L’articolo 33, comma 3, della legge 104/92, sulla scorta del quale il lavoratore aveva richiesto ed ottenuto dall’impresa il godimento di un giorno di permesso retribuito, stabilisce che la fruizione fino ad un massimo di 3 giorni al mese di permessi retribuiti allo scopo di assistere persona con handicap in situazione di gravità è coperta, tra l’altro, da contribuzione figurativa.
La Cassazione, aderendo alle conclusioni raggiunte in secondo grado dalla Corte d’appello, conferma che, poiché il permesso aveva finalità assistenziale nei confronti di un familiare portatore di handicap, l’utilizzo del periodo di sospensione retribuita per finalità estranee all’assistenza configurava indubbiamente una condotta censurabile sul piano disciplinare con l’irrogazione del licenziamento. In contrario avviso, a nulla rilevava che il lavoratore potesse non aver utilizzato l’intero giornata di permesso, bensì una parte soltanto di essa, per coltivare le proprie esigenze ricreative, restando per la parte residua a disposizione della genitrice affetta da disabilità.
Prosegue la Corte osservando che la circostanza di aver utilizzato permessi retribuiti ex lege 104/92 per soddisfare esigenze personali risultava particolarmente odiosa sul piano sociale, in quanto il costo di tale situazione viene sopportato interamente dalla collettività, atteso che è l’ente di previdenza a farsi carico della retribuzione del lavoratore per le giornate di assenza e a subire, inoltre, gli effetti del mancato introito dei contributi per il relativo periodo di astensione dalla prestazione lavorativa.
Ad ulteriore conforto della gravità sul piano disciplinare della condotta inadempiente ascritta al lavoratore soccorrono, ad avviso della Cassazione, i riflessi che ne derivano per la comunità dei lavoratori che operano nell’azienda, i quali sono stati tenuti ad una maggiore penosità della prestazione lavorativa proprio per sopperire all’assenza del collega in permesso retribuito.
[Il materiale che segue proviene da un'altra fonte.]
use std::borrow::Cow;
use std::fmt::{self, Display, Formatter};
use std::str::FromStr;

use serde::{Deserialize, Deserializer, Serialize};
use serde_json::Value;

use super::{Id, Version};

fn deserialize_some<'de, T, D>(deserializer: D) -> Result<Option<T>, D::Error>
where
    T: Deserialize<'de>,
    D: Deserializer<'de>,
{
    T::deserialize(deserializer).map(Some)
}

/// A JSON-RPC request or notification.
#[derive(Clone, Debug, PartialEq, Deserialize, Serialize)]
pub struct Request {
    jsonrpc: Version,
    #[serde(default)]
    method: Cow<'static, str>,
    #[serde(default, deserialize_with = "deserialize_some")]
    #[serde(skip_serializing_if = "Option::is_none")]
    params: Option<Value>,
    #[serde(default, deserialize_with = "deserialize_some")]
    #[serde(skip_serializing_if = "Option::is_none")]
    id: Option<Id>,
}

impl Request {
    /// Starts building a JSON-RPC method call.
    ///
    /// Returns a `RequestBuilder`, which allows setting the `params` field or adding a request ID.
    pub fn build<M>(method: M) -> RequestBuilder
    where
        M: Into<Cow<'static, str>>,
    {
        RequestBuilder {
            method: method.into(),
            params: None,
            id: None,
        }
    }

    /// Constructs a JSON-RPC request addressed to the named method.
    ///
    /// # Panics
    ///
    /// Panics if `params` could not be serialized into a [`serde_json::Value`]. Callers that
    /// generate `params` from a type implementing [`Serialize`](serde::Serialize) in the ordinary
    /// way should never hit this in practice.
    pub(crate) fn from_method<M, P>(method: M, id: Id, params: P) -> Self
    where
        M: Into<Cow<'static, str>>,
        P: Serialize,
    {
        Request {
            jsonrpc: Version,
            method: method.into(),
            params: Some(serde_json::to_value(params).unwrap()),
            id: Some(id),
        }
    }

    /// Constructs a JSON-RPC notification addressed to the named method.
    ///
    /// # Panics
    ///
    /// Panics if `params` could not be serialized into a [`serde_json::Value`]. Callers that
    /// generate `params` from a type implementing [`Serialize`](serde::Serialize) in the ordinary
    /// way should never hit this in practice.
    pub(crate) fn notification_for<M, P>(method: M, params: P) -> Self
    where
        M: Into<Cow<'static, str>>,
        P: Serialize,
    {
        Request {
            jsonrpc: Version,
            method: method.into(),
            params: Some(serde_json::to_value(params).unwrap()),
            id: None,
        }
    }

    /// Returns the name of the method to be invoked.
    pub fn method(&self) -> &str {
        self.method.as_ref()
    }

    /// Returns the unique ID of this request, if present.
    pub fn id(&self) -> Option<&Id> {
        self.id.as_ref()
    }

    /// Returns the `params` field, if present.
    pub fn params(&self) -> Option<&Value> {
        self.params.as_ref()
    }

    /// Splits this request into the method name, request ID, and the `params` field, if present.
    pub fn into_parts(self) -> (Cow<'static, str>, Option<Id>, Option<Value>) {
        (self.method, self.id, self.params)
    }
}

impl Display for Request {
    fn fmt(&self, f: &mut Formatter) -> fmt::Result {
        use std::{io, str};

        struct WriterFormatter<'a, 'b: 'a> {
            inner: &'a mut Formatter<'b>,
        }

        impl<'a, 'b> io::Write for WriterFormatter<'a, 'b> {
            fn write(&mut self, buf: &[u8]) -> io::Result<usize> {
                fn io_error<E>(_: E) -> io::Error {
                    // Error value does not matter because fmt::Display impl below just
                    // maps it to fmt::Error
                    io::Error::new(io::ErrorKind::Other, "fmt error")
                }
                let s = str::from_utf8(buf).map_err(io_error)?;
                self.inner.write_str(s).map_err(io_error)?;
                Ok(buf.len())
            }

            fn flush(&mut self) -> io::Result<()> {
                Ok(())
            }
        }

        let mut w = WriterFormatter { inner: f };
        serde_json::to_writer(&mut w, self).map_err(|_| fmt::Error)
    }
}

impl FromStr for Request {
    type Err = serde_json::Error;

    fn from_str(s: &str) -> Result<Self, Self::Err> {
        serde_json::from_str(s)
    }
}

/// A builder to construct the properties of a `Request`.
///
/// To construct a `RequestBuilder`, refer to [`Request::build`].
#[derive(Debug)]
pub struct RequestBuilder {
    method: Cow<'static, str>,
    params: Option<Value>,
    id: Option<Id>,
}

impl RequestBuilder {
    /// Sets the `id` member of the request to the given value.
    ///
    /// If this method is not called, the resulting `Request` will be assumed to be a notification.
    pub fn id<I: Into<Id>>(mut self, id: I) -> Self {
        self.id = Some(id.into());
        self
    }

    /// Sets the `params` member of the request to the given value.
    ///
    /// This member is omitted from the request by default.
    pub fn params<V: Into<Value>>(mut self, params: V) -> Self {
        self.params = Some(params.into());
        self
    }

    /// Constructs the JSON-RPC request and returns it.
    pub fn finish(self) -> Request {
        Request {
            jsonrpc: Version,
            method: self.method,
            params: self.params,
            id: self.id,
        }
    }
}
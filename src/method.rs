//! Declarative macro generating per-method registration boilerplate.
//!
//! Replaces `tower_lsp_macros`'s `rpc` attribute, which expanded one proc-macro invocation into
//! dispatch arms for an entire method catalog baked in at compile time. That catalog (the mapping
//! from LSP method names to their exact parameter and result types) is out of this crate's scope;
//! what remains worth keeping is the per-method boilerplate the attribute used to generate: a
//! typed marker identifying a method's name, and a `register` function that type-checks a
//! handler's params/result against [`crate::registry::HandlerRegistry`]'s untyped `Value`
//! surface. Expressed here as a `macro_rules!` invoked once per method instead of once per
//! catalog, since this crate carries no compile-time list of methods to expand over.

/// Declares a typed request or notification marker and a `register` function that adapts a
/// strongly typed handler to [`crate::registry::HandlerRegistry`]'s `Option<Value>` surface.
///
/// ```ignore
/// method!(request Hover, "textDocument/hover", HoverParams => Option<Hover>);
/// method!(notification DidOpen, "textDocument/didOpen", DidOpenParams);
///
/// Hover::register(&registry, |params: HoverParams| async move {
///     Ok(None)
/// });
/// ```
#[macro_export]
macro_rules! method {
    (request $name:ident, $method:expr, $params:ty => $result:ty) => {
        #[doc = concat!("Identifies the `", $method, "` request.")]
        pub struct $name;

        impl $name {
            /// This method's JSON-RPC name.
            pub const METHOD: &'static str = $method;

            /// Registers a typed handler for this method on `registry`, deserializing inbound
            /// params as `
            #[doc = stringify!($params)]
            /// ` and serializing the handler's `
            #[doc = stringify!($result)]
            /// ` back into the response.
            pub fn register<F, Fut>(
                registry: &::std::sync::Arc<$crate::registry::HandlerRegistry>,
                handler: F,
            ) -> $crate::registry::Registration
            where
                F: Fn($params) -> Fut + Send + Sync + 'static,
                Fut: ::std::future::Future<Output = Result<$result, $crate::jsonrpc::Error>> + Send + 'static,
            {
                let handler = ::std::sync::Arc::new(handler);
                registry.on_request(Self::METHOD, move |raw: Option<::serde_json::Value>, _token: $crate::cancellation::CancellationToken| {
                    let handler = handler.clone();
                    async move {
                        let params = $crate::registry::parse_params::<$params>(raw)?;
                        let result = handler(params).await?;
                        ::serde_json::to_value(result).map_err(|e| {
                            $crate::jsonrpc::Error::internal_error_with_message(e.to_string())
                        })
                    }
                })
            }
        }
    };

    (notification $name:ident, $method:expr, $params:ty) => {
        #[doc = concat!("Identifies the `", $method, "` notification.")]
        pub struct $name;

        impl $name {
            /// This method's JSON-RPC name.
            pub const METHOD: &'static str = $method;

            /// Registers a typed handler for this method on `registry`. A params value that
            /// fails to deserialize as `
            #[doc = stringify!($params)]
            /// ` is logged and otherwise swallowed, since notifications never produce a response.
            pub fn register<F, Fut>(
                registry: &::std::sync::Arc<$crate::registry::HandlerRegistry>,
                handler: F,
            ) -> $crate::registry::Registration
            where
                F: Fn($params) -> Fut + Send + Sync + 'static,
                Fut: ::std::future::Future<Output = ()> + Send + 'static,
            {
                let handler = ::std::sync::Arc::new(handler);
                let method = Self::METHOD;
                registry.on_notification(method, move |raw: Option<::serde_json::Value>| {
                    let handler = handler.clone();
                    async move {
                        match $crate::registry::parse_params::<$params>(raw) {
                            Ok(params) => handler(params).await,
                            Err(err) => ::tracing::warn!("failed to parse params for {method}: {err}"),
                        }
                    }
                })
            }
        }
    };
}

#[cfg(test)]
mod tests {
    use std::sync::atomic::{AtomicBool, Ordering};
    use std::sync::Arc;

    use serde::{Deserialize, Serialize};
    use serde_json::json;

    use crate::registry::HandlerRegistry;

    #[derive(Deserialize)]
    struct PingParams {
        n: i64,
    }

    #[derive(Serialize)]
    struct PongResult {
        n: i64,
    }

    method!(request Ping, "ping", PingParams => PongResult);

    #[derive(Deserialize)]
    struct LogParams {
        message: String,
    }

    method!(notification Log, "log", LogParams);

    #[tokio::test(flavor = "current_thread")]
    async fn request_marker_round_trips_typed_params_and_result() {
        let registry = Arc::new(HandlerRegistry::new());
        Ping::register(&registry, |params: PingParams| async move {
            Ok(PongResult { n: params.n + 1 })
        });

        let result = registry
            .dispatch_request(
                Ping::METHOD,
                Some(json!({ "n": 41 })),
                crate::cancellation::cancellation_pair().1,
            )
            .unwrap()
            .await
            .unwrap();
        assert_eq!(result, json!({ "n": 42 }));
    }

    #[tokio::test(flavor = "current_thread")]
    async fn notification_marker_invokes_typed_handler() {
        let registry = Arc::new(HandlerRegistry::new());
        let seen = Arc::new(AtomicBool::new(false));
        let seen_clone = seen.clone();
        Log::register(&registry, move |params: LogParams| {
            let seen = seen_clone.clone();
            async move {
                assert_eq!(params.message, "hello");
                seen.store(true, Ordering::SeqCst);
            }
        });

        registry
            .dispatch_notification(Log::METHOD, Some(json!({ "message": "hello" })))
            .unwrap()
            .await;
        assert!(seen.load(Ordering::SeqCst));
    }
}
Per le stesse ragioni, si rimarca nella sentenza n. 8784 che la gravità disciplinare delle circostanze poste alla base del licenziamento risulta avvalorata dagli effetti pregiudizievoli subiti dal datore di lavoro, costretto ad una diversa riorganizzazione interna per fronteggiare l’assenza del lavoratore apparentemente in permesso per l’assistenza al familiare con handicap.
Alla luce di queste considerazioni, la Corte conclude che il comportamento del lavoratore che abbia usufruito di permessi retribuiti, che sono riconosciuti dall’ordinamento in una prospettiva esclusivamente assistenziale, per soddisfare, invece, proprie esigenze personali, scaricandone il costo sulla collettività, assume un rilevante disvalore sociale ed è tale da giustificare ampiamente l’irrogazione del licenziamento disciplinare.